From the verge of extinction to the survival of the Mi'kmaq
LE3 .A278 2009
Bachelor of Arts
The Mi‘kmaw First Nation is one of the original aboriginal Nations inhabiting what is now the Maritime Provinces of Canada. In this thesis I argue that during the time since contact to the present day, most ancient Mi‘kmaw traditions and customs have been altered, changed, misrepresented, and, in many cases, destroyed through a policy of cultural genocide. I explain the Mi‘kmaw worldview known as Netukulimk, exploring various aspects of this all-embracing philosophy of life. Drawing on postcolonial theory, I present a narrative of Mi‘kmaw experience with colonialism, focusing on the effects of colonial practice on religion, education, and the economy. I argue that the traditional concept of Netukulimk is present only implicitly in Mi‘kmaw culture, but it survives in many traditional practices such as in healing and spirituality. As a primary research method, I organized and participated in a sharing circle, which followed traditional Mi‘kmaw custom.
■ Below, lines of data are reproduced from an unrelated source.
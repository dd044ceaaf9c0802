//! Developer tooling: world inspector and frame timing.
//!
//! # Invariants
//! - Inspection is read-only; nothing here mutates the world or its meshes.

mod inspector;
mod timing;

pub use inspector::{ChunkInfo, WorldInspector, WorldSummary};
pub use timing::FrameTimer;

pub fn crate_info() -> &'static str {
    "digworld-tools v0.1.0"
}

#[cfg(test)]
mod tests {
    use super::*;

    #[test]
    fn crate_loads() {
        assert!(crate_info().contains("tools"));
    }
}
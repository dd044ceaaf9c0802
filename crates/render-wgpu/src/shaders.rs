/// WGSL shader for chunk meshes.
///
/// Positions and normals arrive as separate streams; the chunk origin comes
/// from a per-instance stream, one instance per draw.
pub const CHUNK_SHADER: &str = r#"
struct Uniforms {
    view_proj: mat4x4<f32>,
    cam_pos: vec4<f32>,
};

@group(0) @binding(0)
var<uniform> uniforms: Uniforms;

struct VertexInput {
    @location(0) position: vec3<f32>,
    @location(1) normal: vec3<f32>,
};

struct InstanceInput {
    @location(2) origin: vec3<f32>,
};

struct VertexOutput {
    @builtin(position) clip_position: vec4<f32>,
    @location(0) world_normal: vec3<f32>,
    @location(1) world_pos: vec3<f32>,
};

@vertex
fn vs_main(vertex: VertexInput, instance: InstanceInput) -> VertexOutput {
    let world_pos = vertex.position + instance.origin;

    var out: VertexOutput;
    out.clip_position = uniforms.view_proj * vec4<f32>(world_pos, 1.0);
    out.world_normal = vertex.normal;
    out.world_pos = world_pos;
    return out;
}

@fragment
fn fs_main(in: VertexOutput) -> @location(0) vec4<f32> {
    let grass = vec3<f32>(0.36, 0.62, 0.25);
    let dirt = vec3<f32>(0.47, 0.34, 0.22);
    let base = select(dirt, grass, in.world_normal.y > 0.5);

    let light_dir = normalize(vec3<f32>(0.3, 1.0, 0.5));
    let ambient = 0.3;
    let diffuse = max(dot(in.world_normal, light_dir), 0.0);
    let lit = base * (ambient + diffuse * 0.7);

    let sky = vec3<f32>(0.1, 0.1, 0.15);
    let dist = distance(in.world_pos, uniforms.cam_pos.xyz);
    let fog = clamp((dist - 96.0) / 160.0, 0.0, 1.0);
    return vec4<f32>(mix(lit, sky, fog), 1.0);
}
"#;
//! Rendering adapter: renderer-agnostic frame interface.
//!
//! # Invariants
//! - Renderers never mutate the voxel world.
//! - Only drawable meshes reach a draw call; chunks with no geometry or a
//!   failed upload are skipped.
//! - Each chunk is drawn translated by its origin (`chunk base * voxel size`).

mod draw;
mod renderer;

pub use draw::{ChunkDraw, DrawList};
pub use renderer::{DebugTextRenderer, RenderView, Renderer};

pub fn crate_info() -> &'static str {
    "digworld-render v0.1.0"
}
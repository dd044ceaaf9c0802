use std::path::Path;

use digworld_common::VoxelCoord;
use serde::{Deserialize, Serialize};

use crate::error::{KernelError, Result};
use crate::world::VoxelWorld;

/// Largest extent or height that still maps onto an `i32` voxel axis.
const MAX_AXIS: u32 = i32::MAX as u32;

/// Parameters of the sine-ridge heightmap.
///
/// Column height is `floor(|sin(x * frequency)| * amplitude)`. Voxels fill
/// `0..height` on the vertical axis for every column in the extent.
#[derive(Debug, Clone, Copy, PartialEq, Serialize, Deserialize)]
#[serde(default)]
pub struct TerrainConfig {
    /// Columns along world X.
    pub extent_x: u32,
    /// Columns along world Z.
    pub extent_z: u32,
    pub frequency: f32,
    pub amplitude: f32,
}

impl Default for TerrainConfig {
    fn default() -> Self {
        Self {
            extent_x: 128,
            extent_z: 128,
            frequency: 0.2,
            amplitude: 16.0,
        }
    }
}

impl TerrainConfig {
    /// Load a config from a JSON file. Missing fields take their defaults.
    pub fn load(path: impl AsRef<Path>) -> Result<Self> {
        let file = std::fs::File::open(path)?;
        let config: Self = serde_json::from_reader(file)?;
        config.validate()?;
        Ok(config)
    }

    pub fn validate(&self) -> Result<()> {
        if !self.frequency.is_finite() {
            return Err(KernelError::InvalidTerrain(format!(
                "frequency must be finite, got {}",
                self.frequency
            )));
        }
        if !self.amplitude.is_finite() || self.amplitude < 0.0 {
            return Err(KernelError::InvalidTerrain(format!(
                "amplitude must be a non-negative number, got {}",
                self.amplitude
            )));
        }
        // Heights are voxel Y coordinates and must fit in i32.
        if self.amplitude >= MAX_AXIS as f32 {
            return Err(KernelError::InvalidTerrain(format!(
                "amplitude must be below {MAX_AXIS}, got {}",
                self.amplitude
            )));
        }
        if self.extent_x > MAX_AXIS || self.extent_z > MAX_AXIS {
            return Err(KernelError::InvalidTerrain(format!(
                "extent must be at most {MAX_AXIS}, got {}x{}",
                self.extent_x, self.extent_z
            )));
        }
        Ok(())
    }

    /// Column height at world X.
    pub fn height_at(&self, x: u32) -> u32 {
        ((x as f32 * self.frequency).sin().abs() * self.amplitude) as u32
    }
}

/// Summary of one generation pass.
#[derive(Debug, Clone, Copy, Default, PartialEq, Eq, Serialize)]
pub struct TerrainStats {
    pub columns: u64,
    pub voxels: u64,
    pub max_height: u32,
}

/// Fill `world` with the heightmap described by `config`.
///
/// Column `(x, z)` receives voxels `(x, h, z)` for `h` in `0..height_at(x)`.
pub fn generate(world: &mut VoxelWorld, config: &TerrainConfig) -> TerrainStats {
    let _span = tracing::info_span!("generate_terrain").entered();

    let mut stats = TerrainStats::default();
    for z in 0..config.extent_z {
        for x in 0..config.extent_x {
            let height = config.height_at(x);
            for h in 0..height {
                world.add_voxel(VoxelCoord::new(x as i32, h as i32, z as i32));
            }
            stats.columns += 1;
            stats.voxels += height as u64;
            stats.max_height = stats.max_height.max(height);
        }
    }

    tracing::info!(
        columns = stats.columns,
        voxels = stats.voxels,
        chunks = world.chunk_count(),
        "terrain generated"
    );
    stats
}
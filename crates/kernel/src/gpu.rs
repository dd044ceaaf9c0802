use std::collections::HashMap;

/// Opaque handle to a buffer owned by a [`GpuResources`] implementation.
///
/// [`BufferHandle::INVALID`] stands for "no buffer". Creation failures
/// return it instead of panicking, and releasing it is a no-op.
#[derive(Debug, Clone, Copy, PartialEq, Eq, Hash, PartialOrd, Ord)]
pub struct BufferHandle(pub u64);

impl BufferHandle {
    pub const INVALID: Self = Self(u64::MAX);

    pub fn is_valid(self) -> bool {
        self != Self::INVALID
    }
}

impl Default for BufferHandle {
    fn default() -> Self {
        Self::INVALID
    }
}

/// The rendering collaborator the voxel core uploads meshes through.
///
/// Implementations own the actual buffers. The core only keeps handles and
/// hands them back through [`GpuResources::release`] before replacing a mesh.
pub trait GpuResources {
    /// Create a vertex buffer holding `data`. Returns `INVALID` on failure.
    fn create_vertex_buffer(&mut self, data: &[u8]) -> BufferHandle;

    /// Create an index buffer holding `data`. Returns `INVALID` on failure.
    fn create_index_buffer(&mut self, data: &[u8]) -> BufferHandle;

    /// Release a buffer. Must be a no-op for `INVALID` or unknown handles.
    fn release(&mut self, handle: BufferHandle);
}

/// Kind of buffer stored by [`MemoryGpu`].
#[derive(Debug, Clone, Copy, PartialEq, Eq)]
pub enum BufferKind {
    Vertex,
    Index,
}

#[derive(Debug, Clone)]
struct StoredBuffer {
    kind: BufferKind,
    bytes: Vec<u8>,
}

/// Allocation counters kept by [`MemoryGpu`].
#[derive(Debug, Clone, Copy, Default, PartialEq, Eq)]
pub struct GpuStats {
    pub created: u64,
    pub released: u64,
    pub failed: u64,
    pub live_buffers: usize,
    pub live_bytes: usize,
}

/// In-memory buffer store.
///
/// Keeps a copy of every uploaded payload, which makes meshes inspectable
/// without a device. An optional byte budget models resource exhaustion:
/// creations that would exceed it return [`BufferHandle::INVALID`].
#[derive(Debug, Default)]
pub struct MemoryGpu {
    buffers: HashMap<BufferHandle, StoredBuffer>,
    next_id: u64,
    budget: Option<usize>,
    stats: GpuStats,
}

impl MemoryGpu {
    pub fn new() -> Self {
        Self::default()
    }

    /// A store that refuses allocations once `bytes` are live.
    pub fn with_budget(bytes: usize) -> Self {
        Self {
            budget: Some(bytes),
            ..Default::default()
        }
    }

    pub fn stats(&self) -> GpuStats {
        self.stats
    }

    pub fn live_buffers(&self) -> usize {
        self.buffers.len()
    }

    /// Bytes stored behind `handle`, if it is live.
    pub fn bytes(&self, handle: BufferHandle) -> Option<&[u8]> {
        self.buffers.get(&handle).map(|b| b.bytes.as_slice())
    }

    pub fn kind(&self, handle: BufferHandle) -> Option<BufferKind> {
        self.buffers.get(&handle).map(|b| b.kind)
    }

    /// Decode a live vertex buffer of packed `[f32; 3]` elements.
    pub fn read_vec3s(&self, handle: BufferHandle) -> Option<Vec<[f32; 3]>> {
        let bytes = self.bytes(handle)?;
        Some(bytemuck::pod_collect_to_vec(bytes))
    }

    /// Decode a live `u32` index buffer.
    pub fn read_indices(&self, handle: BufferHandle) -> Option<Vec<u32>> {
        let bytes = self.bytes(handle)?;
        Some(bytemuck::pod_collect_to_vec(bytes))
    }

    fn create(&mut self, kind: BufferKind, data: &[u8]) -> BufferHandle {
        let over_budget = self
            .budget
            .is_some_and(|limit| self.stats.live_bytes + data.len() > limit);
        if data.is_empty() || over_budget {
            self.stats.failed += 1;
            tracing::debug!(?kind, size = data.len(), "buffer creation refused");
            return BufferHandle::INVALID;
        }

        let handle = BufferHandle(self.next_id);
        self.next_id += 1;
        self.buffers.insert(
            handle,
            StoredBuffer {
                kind,
                bytes: data.to_vec(),
            },
        );
        self.stats.created += 1;
        self.stats.live_buffers = self.buffers.len();
        self.stats.live_bytes += data.len();
        handle
    }
}

impl GpuResources for MemoryGpu {
    fn create_vertex_buffer(&mut self, data: &[u8]) -> BufferHandle {
        self.create(BufferKind::Vertex, data)
    }

    fn create_index_buffer(&mut self, data: &[u8]) -> BufferHandle {
        self.create(BufferKind::Index, data)
    }

    fn release(&mut self, handle: BufferHandle) {
        if let Some(buffer) = self.buffers.remove(&handle) {
            self.stats.released += 1;
            self.stats.live_buffers = self.buffers.len();
            self.stats.live_bytes -= buffer.bytes.len();
        }
    }
}
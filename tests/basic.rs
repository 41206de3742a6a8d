use std::sync::atomic::{AtomicBool, AtomicUsize, Ordering};
use std::sync::{Arc, Mutex};

use trellis::{Algo, BlockId, Body, Config, Context, EdgeAlgo, TaskRef, Trellis};

const ENTRY: BlockId = 0;

fn all_configs() -> Vec<Config> {
    let mut configs = Vec::new();
    for edge_algo in [EdgeAlgo::Simple, EdgeAlgo::Distributed, EdgeAlgo::Dyntree] {
        configs.push(Config {
            algo: Algo::Direct,
            edge_algo,
            ..Config::default()
        });
    }
    configs.push(Config {
        algo: Algo::PortPassing,
        ..Config::default()
    });
    configs
}

fn pool(config: Config, workers: usize) -> (Trellis, Vec<trellis::WorkerHandle>) {
    let _ = env_logger::try_init();
    let runtime = Trellis::with_config(config);
    let handles = (0..workers)
        .map(|i| runtime.add_worker(&format!("W{}", i)))
        .collect();
    (runtime, handles)
}

mod bintree {
    use super::*;

    const MID: BlockId = 1;
    const EXIT: BlockId = 2;

    pub struct Rec {
        pub lo: u32,
        pub hi: u32,
        pub mid: u32,
        pub consumer: TaskRef,
        pub leaves: Arc<AtomicUsize>,
        pub interiors: Arc<AtomicUsize>,
    }

    impl Body for Rec {
        fn run(&mut self, block: BlockId, cx: &mut Context) {
            match block {
                ENTRY => match self.hi - self.lo {
                    0 => {}
                    1 => {
                        self.leaves.fetch_add(1, Ordering::Relaxed);
                    }
                    _ => {
                        self.interiors.fetch_add(1, Ordering::Relaxed);
                        self.mid = (self.lo + self.hi) / 2;
                        let left = TaskRef::new(Rec {
                            lo: self.lo,
                            hi: self.mid,
                            mid: 0,
                            consumer: self.consumer,
                            leaves: Arc::clone(&self.leaves),
                            interiors: Arc::clone(&self.interiors),
                        });
                        cx.fork(left, self.consumer, MID);
                    }
                },
                MID => {
                    let right = TaskRef::new(Rec {
                        lo: self.mid,
                        hi: self.hi,
                        mid: 0,
                        consumer: self.consumer,
                        leaves: Arc::clone(&self.leaves),
                        interiors: Arc::clone(&self.interiors),
                    });
                    cx.fork(right, self.consumer, EXIT);
                }
                EXIT => {}
                _ => unreachable!(),
            }
        }
    }

    pub struct Root {
        pub n: u32,
        pub leaves: Arc<AtomicUsize>,
        pub interiors: Arc<AtomicUsize>,
    }

    impl Body for Root {
        fn run(&mut self, block: BlockId, cx: &mut Context) {
            match block {
                ENTRY => {
                    let rec = TaskRef::new(Rec {
                        lo: 0,
                        hi: self.n,
                        mid: 0,
                        consumer: cx.me(),
                        leaves: Arc::clone(&self.leaves),
                        interiors: Arc::clone(&self.interiors),
                    });
                    cx.finish(rec, EXIT);
                }
                EXIT => {}
                _ => unreachable!(),
            }
        }
    }
}

#[test]
fn async_bintree() {
    for config in all_configs() {
        let (runtime, _workers) = pool(config, 3);
        let leaves = Arc::new(AtomicUsize::new(0));
        let interiors = Arc::new(AtomicUsize::new(0));
        let n = 1024;
        runtime.launch(bintree::Root {
            n,
            leaves: Arc::clone(&leaves),
            interiors: Arc::clone(&interiors),
        });
        assert_eq!(leaves.load(Ordering::Acquire), n as usize, "{:?}", config);
        assert_eq!(
            interiors.load(Ordering::Acquire),
            n as usize - 1,
            "{:?}",
            config
        );
    }
}

struct ParallelForRoot {
    n: i64,
    array: Arc<Vec<AtomicUsize>>,
}

impl Body for ParallelForRoot {
    fn run(&mut self, block: BlockId, cx: &mut Context) {
        const EXIT: BlockId = 1;
        match block {
            ENTRY => {
                let array = Arc::clone(&self.array);
                cx.parallel_for(
                    0,
                    self.n,
                    move |i| array[i as usize].store(i as usize, Ordering::Relaxed),
                    EXIT,
                );
            }
            EXIT => {}
            _ => unreachable!(),
        }
    }
}

#[test]
fn parallel_for_fills_array() {
    for config in all_configs() {
        let (runtime, _workers) = pool(config, 4);
        let n = 4096;
        let array: Arc<Vec<AtomicUsize>> = Arc::new((0..n).map(|_| AtomicUsize::new(n)).collect());
        runtime.launch(ParallelForRoot {
            n: n as i64,
            array: Arc::clone(&array),
        });
        for (i, slot) in array.iter().enumerate() {
            assert_eq!(slot.load(Ordering::Acquire), i, "{:?}", config);
        }
    }
}

struct Increment {
    value: Arc<AtomicUsize>,
}

impl Body for Increment {
    fn run(&mut self, block: BlockId, _cx: &mut Context) {
        assert_eq!(block, ENTRY);
        self.value.fetch_add(1, Ordering::AcqRel);
    }
}

/// Spawns `n` independent tasks into the enclosing scope, one fork per
/// activation.
struct FanOut {
    i: usize,
    n: usize,
    join: TaskRef,
    value: Arc<AtomicUsize>,
}

impl Body for FanOut {
    fn run(&mut self, block: BlockId, cx: &mut Context) {
        assert_eq!(block, ENTRY);
        if self.i < self.n {
            self.i += 1;
            let child = TaskRef::new(Increment {
                value: Arc::clone(&self.value),
            });
            cx.fork(child, self.join, ENTRY);
        }
    }
}

struct FanOutRoot {
    n: usize,
    value: Arc<AtomicUsize>,
}

impl Body for FanOutRoot {
    fn run(&mut self, block: BlockId, cx: &mut Context) {
        const EXIT: BlockId = 1;
        match block {
            ENTRY => {
                let spawner = TaskRef::new(FanOut {
                    i: 0,
                    n: self.n,
                    join: cx.me(),
                    value: Arc::clone(&self.value),
                });
                cx.finish(spawner, EXIT);
            }
            EXIT => {}
            _ => unreachable!(),
        }
    }
}

#[test]
fn fan_out_joins_all() {
    for config in all_configs() {
        let (runtime, _workers) = pool(config, 2);
        let value = Arc::new(AtomicUsize::new(0));
        runtime.launch(FanOutRoot {
            n: 100,
            value: Arc::clone(&value),
        });
        assert_eq!(value.load(Ordering::Acquire), 100, "{:?}", config);
    }
}

struct Step {
    k: usize,
    value: Arc<AtomicUsize>,
    out_of_order: Arc<AtomicBool>,
}

impl Body for Step {
    fn run(&mut self, block: BlockId, _cx: &mut Context) {
        assert_eq!(block, ENTRY);
        let previous = self.value.swap(self.k, Ordering::AcqRel);
        if previous + 1 != self.k {
            self.out_of_order.store(true, Ordering::Release);
        }
    }
}

/// Runs `n` steps strictly one after another, each under its own `call`.
struct Chain {
    i: usize,
    n: usize,
    value: Arc<AtomicUsize>,
    out_of_order: Arc<AtomicBool>,
}

impl Body for Chain {
    fn run(&mut self, block: BlockId, cx: &mut Context) {
        assert_eq!(block, ENTRY);
        if self.i < self.n {
            self.i += 1;
            let step = TaskRef::new(Step {
                k: self.i,
                value: Arc::clone(&self.value),
                out_of_order: Arc::clone(&self.out_of_order),
            });
            cx.call(step, ENTRY);
        }
    }
}

#[test]
fn call_chain_is_sequential() {
    for config in all_configs() {
        let (runtime, _workers) = pool(config, 2);
        let value = Arc::new(AtomicUsize::new(0));
        let out_of_order = Arc::new(AtomicBool::new(false));
        runtime.launch(Chain {
            i: 0,
            n: 100,
            value: Arc::clone(&value),
            out_of_order: Arc::clone(&out_of_order),
        });
        assert_eq!(value.load(Ordering::Acquire), 100, "{:?}", config);
        assert!(!out_of_order.load(Ordering::Acquire), "{:?}", config);
    }
}

struct Detacher {
    mailbox: Arc<Mutex<Option<TaskRef>>>,
    resumed: Arc<AtomicBool>,
}

impl Body for Detacher {
    fn run(&mut self, block: BlockId, cx: &mut Context) {
        const EXIT: BlockId = 1;
        match block {
            ENTRY => {
                cx.detach(EXIT);
                // Published after the transfer so the resumer's `check`
                // observes the recorded continuation.
                *self.mailbox.lock().unwrap() = Some(cx.me());
            }
            EXIT => {
                self.resumed.store(true, Ordering::Release);
            }
            _ => unreachable!(),
        }
    }
}

/// Polls the mailbox, then resumes the detached task through `check`.
struct Resumer {
    mailbox: Arc<Mutex<Option<TaskRef>>>,
}

impl Body for Resumer {
    fn run(&mut self, block: BlockId, cx: &mut Context) {
        assert_eq!(block, ENTRY);
        let parked = self.mailbox.lock().unwrap().take();
        match parked {
            Some(task) => cx.check(task),
            None => cx.jump_to(ENTRY),
        }
    }
}

/// Forks the detacher and its resumer into the same scope; the scope closes
/// only once the detached task has been resumed and run to completion.
struct DetachPair {
    join: TaskRef,
    mailbox: Arc<Mutex<Option<TaskRef>>>,
    resumed: Arc<AtomicBool>,
}

impl Body for DetachPair {
    fn run(&mut self, block: BlockId, cx: &mut Context) {
        const SPAWN_RESUMER: BlockId = 1;
        const EXIT: BlockId = 2;
        match block {
            ENTRY => {
                let detacher = TaskRef::new(Detacher {
                    mailbox: Arc::clone(&self.mailbox),
                    resumed: Arc::clone(&self.resumed),
                });
                cx.fork(detacher, self.join, SPAWN_RESUMER);
            }
            SPAWN_RESUMER => {
                let resumer = TaskRef::new(Resumer {
                    mailbox: Arc::clone(&self.mailbox),
                });
                cx.fork(resumer, self.join, EXIT);
            }
            EXIT => {}
            _ => unreachable!(),
        }
    }
}

struct DetachRoot {
    mailbox: Arc<Mutex<Option<TaskRef>>>,
    resumed: Arc<AtomicBool>,
}

impl Body for DetachRoot {
    fn run(&mut self, block: BlockId, cx: &mut Context) {
        const EXIT: BlockId = 1;
        match block {
            ENTRY => {
                let pair = TaskRef::new(DetachPair {
                    join: cx.me(),
                    mailbox: Arc::clone(&self.mailbox),
                    resumed: Arc::clone(&self.resumed),
                });
                cx.finish(pair, EXIT);
            }
            EXIT => {}
            _ => unreachable!(),
        }
    }
}

#[test]
fn detach_and_resume() {
    for config in all_configs() {
        let (runtime, _workers) = pool(config, 2);
        let mailbox = Arc::new(Mutex::new(None));
        let resumed = Arc::new(AtomicBool::new(false));
        runtime.launch(DetachRoot {
            mailbox: Arc::clone(&mailbox),
            resumed: Arc::clone(&resumed),
        });
        assert!(resumed.load(Ordering::Acquire), "{:?}", config);
    }
}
The process of the circle and the results are described in the thesis. The thesis draws on autoethnography to discuss the difficulties I had reconciling my desire to understand my own culture through Netukulimk and put this understanding in terms of an academic thesis. The main contradictions were between my role as an insider and as an academic outsider, the use of a traditional sharing circle as a 'focus group', and ultimately between the oral culture of the Mi‘kmaq and the written, objective culture of sociology.